PhD candidate Jared Holton presented his lecture, titled “Formulating Difference in Modal Music: The Analysis of Emplacement within Andalusian Music in Tunisia,” on April 21. According to Holton, the music of al-Andalus, or medieval Muslim Spain, contributes significantly to the sense of cultural heritage and identity for many people and constitutes one of the oldest living music traditions in the world. In his talk, Holton explored the process Tunisians undertake in transcribing social and cultural difference within musical structure in order to mobilize meaning. Holton asserted that, more than just scales and pitch hierarchies, the Andalusian modal music of Tunisia demonstrates the vitality of structured sound to foreground relations between ideas, feelings, and bodies, and beyond that between humans, non-humans, and cosmic forces.

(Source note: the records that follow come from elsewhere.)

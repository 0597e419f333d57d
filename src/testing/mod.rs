
pub use host::{FixedActiveFile, MockConfirmation, RecordingPresenter};
pub use memory_filesystem::MemoryFilesystem;
use axum::Router;
use axum::routing::{delete, get, patch, post};

use warden_auth::{Requirement, Role, RoutePolicy, RouteRule};

pub mod admin;
pub mod auth;
pub mod people;
pub mod system;

/// Who may call what. Routes missing from this table require an identity.
pub const ROUTE_TABLE: &[RouteRule] = &[
    RouteRule::new("POST", "/login", Requirement::Public),
    RouteRule::new("POST", "/registration", Requirement::Public),
    RouteRule::new("GET", "/health", Requirement::Public),
    RouteRule::new("GET", "/profile", Requirement::Authenticated),
    RouteRule::new("PATCH", "/update", Requirement::Authenticated),
    RouteRule::new("DELETE", "/delete", Requirement::Authenticated),
    RouteRule::new("GET", "/refresh", Requirement::Authenticated),
    RouteRule::new("POST", "/logout", Requirement::Authenticated),
    RouteRule::new("PATCH", "/admin/promote", Requirement::Role(Role::User)),
    RouteRule::new("GET", "/admin/all-users", Requirement::Role(Role::Admin)),
    RouteRule::new("GET", "/admin/stats", Requirement::Role(Role::Admin)),
    RouteRule::new("DELETE", "/admin/delete/:id", Requirement::Role(Role::Admin)),
];

pub fn policy() -> RoutePolicy {
    RoutePolicy::new(ROUTE_TABLE.iter().cloned())
}

/// Every endpoint, without middleware.
pub fn router() -> Router {
    Router::new()
        .route("/health", get(system::health))
        .route("/login", post(auth::login))
        .route("/refresh", get(auth::refresh))
        .route("/logout", post(auth::logout))
        .route("/registration", post(people::register))
        .route("/profile", get(people::profile))
        .route("/update", patch(people::update))
        .route("/delete", delete(people::delete_self))
        .route("/admin/promote", patch(admin::promote))
        .route("/admin/all-users", get(admin::all_users))
        .route("/admin/stats", get(admin::stats))
        .route("/admin/delete/:id", delete(admin::delete_user))
}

PhD Candidate Eugenia Siegel Conte

On May 19, PhD candidate Eugenia Siegel Conte and UC Santa Barbara alumnus Dr. Max Jack (Doctor of Philosophy in Ethnomusicology, 2019) presented “The Art of Making a Scene: Vocal Disruption, Affective Regimes, and Public Space.” After asking questions such as “What do stadiums full of football fans have to do with chapel choirs?” and “How can a viral YouTube video of an impromptu performance of a 13th century Icelandic hymn in a train station tell us something about shouted protest in a new shopping mall?”, Conte and Jack are developing an article, “The Art of Making a Scene,” that explores these questions.

Alumnus Dr. Max Jack

In their presentation for UC Santa Barbara, they discussed how they discovered unexpected links between their scholarly interests and have been collaborating to show how space/place, body, voice, and “affective regimes” (Mankekar and Gupta 2016) can lead to a recognition and reorganization of public space through the embodied poetics of voice. They also talked about the importance of mentorship, friendship, creativity, and collaboration in scholarship.